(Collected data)
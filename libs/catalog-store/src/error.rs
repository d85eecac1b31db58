//! Store Layer Error Types

use std::path::PathBuf;
use thiserror::Error;

/// Result type for catalog-store operations
pub type Result<T> = std::result::Result<T, StoreError>;

/// Ingestion errors
#[derive(Debug, Error)]
pub enum StoreError {
    /// Data directory does not exist
    #[error("Data directory not found: {0}")]
    DataDirNotFound(PathBuf),

    /// Required column missing after alias normalization
    #[error("Missing column '{column}' in {file}")]
    MissingColumn { file: PathBuf, column: String },

    /// A cell could not be parsed into the expected type
    #[error("Invalid value '{value}' for column '{column}' in {file}, line {line}")]
    InvalidValue {
        file: PathBuf,
        line: u64,
        column: String,
        value: String,
    },

    /// IO error
    #[error("IO error: {0}")]
    Io(#[from] std::io::Error),

    /// CSV parsing error
    #[error("CSV error: {0}")]
    Csv(#[from] csv::Error),
}

// Helper methods
impl StoreError {
    pub fn missing_column(file: impl Into<PathBuf>, column: impl Into<String>) -> Self {
        StoreError::MissingColumn {
            file: file.into(),
            column: column.into(),
        }
    }

    pub fn invalid_value(
        file: impl Into<PathBuf>,
        line: u64,
        column: impl Into<String>,
        value: impl Into<String>,
    ) -> Self {
        StoreError::InvalidValue {
            file: file.into(),
            line,
            column: column.into(),
            value: value.into(),
        }
    }
}
//! Part-number assembler
//!
//! Concatenates a base code with resolved code fragments. Fragments carry
//! their resolution outcome as a tagged value, so an unresolved fragment
//! can only ever be omitted; error markers cannot leak into a part number.

use crate::error::SelectionError;
use serde::{Deserialize, Serialize};

/// How fragments are joined into the final part number.
/// Different product families follow different catalog conventions.
#[derive(Debug, Clone, Copy, Default, PartialEq, Eq, Serialize, Deserialize)]
pub enum JoinStyle {
    /// Direct concatenation, no separator (e.g. `15-LE200T03C`)
    #[default]
    #[serde(rename = "concat")]
    Concat,

    /// Hyphen between base code and every fragment (e.g. `DT-600T-4-0058CC`)
    #[serde(rename = "hyphenated")]
    Hyphenated,
}

/// One part-number fragment, tagged with its resolution outcome
#[derive(Debug, Clone, PartialEq)]
pub enum Fragment {
    /// Successfully resolved (or literal) code text
    Code(String),

    /// Fragment that could not be resolved; contributes nothing
    Missing(SelectionError),
}

impl Fragment {
    /// Literal fragment that is always valid (option letters, rating codes)
    pub fn literal(code: impl Into<String>) -> Self {
        Fragment::Code(code.into())
    }

    pub fn is_valid(&self) -> bool {
        matches!(self, Fragment::Code(_))
    }
}

impl From<Result<String, SelectionError>> for Fragment {
    fn from(outcome: Result<String, SelectionError>) -> Self {
        match outcome {
            Ok(code) => Fragment::Code(code),
            Err(err) => Fragment::Missing(err),
        }
    }
}

/// Assemble a part number from a base code and fragments.
///
/// Invalid fragments are omitted entirely, never replaced with placeholder
/// text, so adjacent valid fragments join cleanly in both styles.
pub fn assemble(base_code: &str, fragments: &[Fragment], style: JoinStyle) -> String {
    let separator = match style {
        JoinStyle::Concat => "",
        JoinStyle::Hyphenated => "-",
    };

    let mut out = base_code.to_string();
    for fragment in fragments {
        if let Fragment::Code(code) = fragment {
            out.push_str(separator);
            out.push_str(code);
        }
    }
    out
}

### What you will do
Look through the data above for the string "InvalidValue" and copy every line where it appears.

### Answer for the task
    InvalidValue {
        StoreError::InvalidValue {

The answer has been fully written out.